* About this task: Examine the entries and show every line in which the word "before" is found.
Segment Start: The records
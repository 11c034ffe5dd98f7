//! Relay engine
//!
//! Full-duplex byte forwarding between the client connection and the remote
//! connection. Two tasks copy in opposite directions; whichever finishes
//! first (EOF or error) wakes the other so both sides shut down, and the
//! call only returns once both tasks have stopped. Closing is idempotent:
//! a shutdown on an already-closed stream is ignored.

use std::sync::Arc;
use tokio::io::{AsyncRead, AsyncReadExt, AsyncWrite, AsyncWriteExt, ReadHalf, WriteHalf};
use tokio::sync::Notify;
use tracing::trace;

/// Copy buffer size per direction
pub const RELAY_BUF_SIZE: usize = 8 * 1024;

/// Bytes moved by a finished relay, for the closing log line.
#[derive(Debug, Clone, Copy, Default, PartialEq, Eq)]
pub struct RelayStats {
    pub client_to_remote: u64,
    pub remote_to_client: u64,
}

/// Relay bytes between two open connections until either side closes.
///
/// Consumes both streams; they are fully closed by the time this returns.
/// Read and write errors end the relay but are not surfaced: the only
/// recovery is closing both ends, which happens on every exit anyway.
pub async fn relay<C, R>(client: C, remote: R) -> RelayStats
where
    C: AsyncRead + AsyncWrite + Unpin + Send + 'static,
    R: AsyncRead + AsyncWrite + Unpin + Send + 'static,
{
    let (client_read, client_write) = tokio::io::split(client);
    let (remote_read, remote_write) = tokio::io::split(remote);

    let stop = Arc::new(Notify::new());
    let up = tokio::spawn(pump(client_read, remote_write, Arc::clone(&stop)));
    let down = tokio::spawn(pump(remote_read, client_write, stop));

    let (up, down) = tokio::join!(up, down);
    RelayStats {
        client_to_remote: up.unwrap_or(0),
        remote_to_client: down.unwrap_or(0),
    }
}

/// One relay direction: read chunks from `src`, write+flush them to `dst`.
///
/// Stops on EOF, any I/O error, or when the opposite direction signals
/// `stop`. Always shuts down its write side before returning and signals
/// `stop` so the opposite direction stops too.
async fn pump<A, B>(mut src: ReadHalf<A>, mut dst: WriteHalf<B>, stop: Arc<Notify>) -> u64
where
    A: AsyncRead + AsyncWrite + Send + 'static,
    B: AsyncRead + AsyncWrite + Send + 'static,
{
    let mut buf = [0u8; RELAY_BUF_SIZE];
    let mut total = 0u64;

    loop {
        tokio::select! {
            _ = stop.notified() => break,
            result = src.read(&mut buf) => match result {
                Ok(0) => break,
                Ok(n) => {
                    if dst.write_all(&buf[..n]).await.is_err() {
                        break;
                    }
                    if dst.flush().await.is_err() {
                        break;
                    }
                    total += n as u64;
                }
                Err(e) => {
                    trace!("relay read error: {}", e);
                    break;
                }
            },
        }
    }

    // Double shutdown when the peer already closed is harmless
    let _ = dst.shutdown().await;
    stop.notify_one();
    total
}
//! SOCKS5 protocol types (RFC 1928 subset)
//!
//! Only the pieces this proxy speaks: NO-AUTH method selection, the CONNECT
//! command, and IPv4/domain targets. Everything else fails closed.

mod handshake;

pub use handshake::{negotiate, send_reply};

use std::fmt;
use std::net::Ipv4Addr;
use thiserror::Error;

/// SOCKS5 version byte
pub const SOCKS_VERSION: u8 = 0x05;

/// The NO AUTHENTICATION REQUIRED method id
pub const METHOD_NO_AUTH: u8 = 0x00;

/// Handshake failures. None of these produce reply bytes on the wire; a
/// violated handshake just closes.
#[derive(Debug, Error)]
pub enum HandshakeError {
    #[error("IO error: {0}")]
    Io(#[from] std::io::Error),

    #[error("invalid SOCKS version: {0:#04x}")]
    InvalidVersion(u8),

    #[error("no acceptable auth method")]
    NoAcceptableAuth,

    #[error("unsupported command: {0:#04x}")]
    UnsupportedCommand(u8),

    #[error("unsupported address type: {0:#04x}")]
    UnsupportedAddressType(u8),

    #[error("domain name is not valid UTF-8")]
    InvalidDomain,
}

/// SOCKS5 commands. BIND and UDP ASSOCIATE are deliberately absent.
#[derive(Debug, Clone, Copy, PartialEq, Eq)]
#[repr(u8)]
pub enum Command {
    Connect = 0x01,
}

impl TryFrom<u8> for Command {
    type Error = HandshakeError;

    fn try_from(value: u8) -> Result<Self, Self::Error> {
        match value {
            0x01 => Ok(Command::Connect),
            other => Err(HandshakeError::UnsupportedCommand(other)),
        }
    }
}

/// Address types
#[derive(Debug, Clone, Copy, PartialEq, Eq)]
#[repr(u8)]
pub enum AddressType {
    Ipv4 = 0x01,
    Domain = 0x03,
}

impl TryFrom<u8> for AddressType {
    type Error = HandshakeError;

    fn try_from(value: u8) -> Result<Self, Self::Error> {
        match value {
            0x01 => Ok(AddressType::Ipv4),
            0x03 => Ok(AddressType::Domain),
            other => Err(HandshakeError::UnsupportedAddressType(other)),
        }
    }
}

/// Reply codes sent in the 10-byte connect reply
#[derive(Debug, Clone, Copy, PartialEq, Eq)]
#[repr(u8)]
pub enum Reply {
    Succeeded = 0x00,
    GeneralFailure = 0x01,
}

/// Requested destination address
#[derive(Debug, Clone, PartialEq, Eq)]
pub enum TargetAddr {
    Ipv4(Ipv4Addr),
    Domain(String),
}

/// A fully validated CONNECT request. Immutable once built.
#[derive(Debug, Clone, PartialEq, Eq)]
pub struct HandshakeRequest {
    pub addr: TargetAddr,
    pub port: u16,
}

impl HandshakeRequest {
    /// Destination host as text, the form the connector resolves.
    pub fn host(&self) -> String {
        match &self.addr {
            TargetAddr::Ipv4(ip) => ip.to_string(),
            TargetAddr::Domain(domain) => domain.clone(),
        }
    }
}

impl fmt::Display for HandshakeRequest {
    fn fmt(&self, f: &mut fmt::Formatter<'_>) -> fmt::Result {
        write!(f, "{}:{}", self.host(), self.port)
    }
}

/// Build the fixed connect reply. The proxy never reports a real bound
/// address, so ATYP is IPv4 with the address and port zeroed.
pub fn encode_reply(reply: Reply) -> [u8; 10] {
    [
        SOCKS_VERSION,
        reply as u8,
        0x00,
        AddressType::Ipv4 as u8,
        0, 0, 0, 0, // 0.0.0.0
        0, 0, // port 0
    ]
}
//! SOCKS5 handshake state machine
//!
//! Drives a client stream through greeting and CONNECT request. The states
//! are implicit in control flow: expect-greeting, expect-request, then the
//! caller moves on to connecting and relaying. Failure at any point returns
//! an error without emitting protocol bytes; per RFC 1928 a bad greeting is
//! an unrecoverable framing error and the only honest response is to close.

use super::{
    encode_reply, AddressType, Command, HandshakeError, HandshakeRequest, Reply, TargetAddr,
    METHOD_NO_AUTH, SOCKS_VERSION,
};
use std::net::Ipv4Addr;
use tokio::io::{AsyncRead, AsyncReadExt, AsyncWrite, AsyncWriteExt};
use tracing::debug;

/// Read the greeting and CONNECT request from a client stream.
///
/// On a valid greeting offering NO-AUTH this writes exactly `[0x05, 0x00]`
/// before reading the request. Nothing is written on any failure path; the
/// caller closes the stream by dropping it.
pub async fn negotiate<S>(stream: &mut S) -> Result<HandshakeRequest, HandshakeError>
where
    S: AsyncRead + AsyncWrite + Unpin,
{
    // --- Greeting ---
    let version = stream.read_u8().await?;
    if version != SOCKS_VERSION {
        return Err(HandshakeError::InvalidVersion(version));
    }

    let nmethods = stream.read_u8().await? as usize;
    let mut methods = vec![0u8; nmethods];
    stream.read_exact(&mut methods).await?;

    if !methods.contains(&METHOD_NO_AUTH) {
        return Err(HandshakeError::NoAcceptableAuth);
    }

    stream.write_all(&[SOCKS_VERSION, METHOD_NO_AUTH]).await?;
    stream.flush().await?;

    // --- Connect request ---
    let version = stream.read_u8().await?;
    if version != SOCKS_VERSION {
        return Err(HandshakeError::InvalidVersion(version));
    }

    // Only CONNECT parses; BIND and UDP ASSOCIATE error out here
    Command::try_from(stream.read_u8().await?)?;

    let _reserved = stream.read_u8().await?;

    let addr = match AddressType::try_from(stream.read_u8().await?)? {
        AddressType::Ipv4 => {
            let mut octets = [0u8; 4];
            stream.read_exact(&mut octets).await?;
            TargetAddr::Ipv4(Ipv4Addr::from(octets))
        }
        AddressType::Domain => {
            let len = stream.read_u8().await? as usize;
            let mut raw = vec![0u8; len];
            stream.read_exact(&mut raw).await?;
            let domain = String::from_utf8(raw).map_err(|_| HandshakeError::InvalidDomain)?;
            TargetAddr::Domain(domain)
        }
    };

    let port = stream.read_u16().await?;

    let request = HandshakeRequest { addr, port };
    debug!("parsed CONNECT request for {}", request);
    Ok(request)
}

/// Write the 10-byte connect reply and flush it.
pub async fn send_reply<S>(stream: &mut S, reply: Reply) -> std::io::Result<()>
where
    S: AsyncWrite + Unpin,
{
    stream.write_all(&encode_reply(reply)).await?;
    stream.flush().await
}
Segment End: The records
* Answer below:
/// `stop`. Always shuts down its write side before returning and signals
/// before reading the request. Nothing is written on any failure path; the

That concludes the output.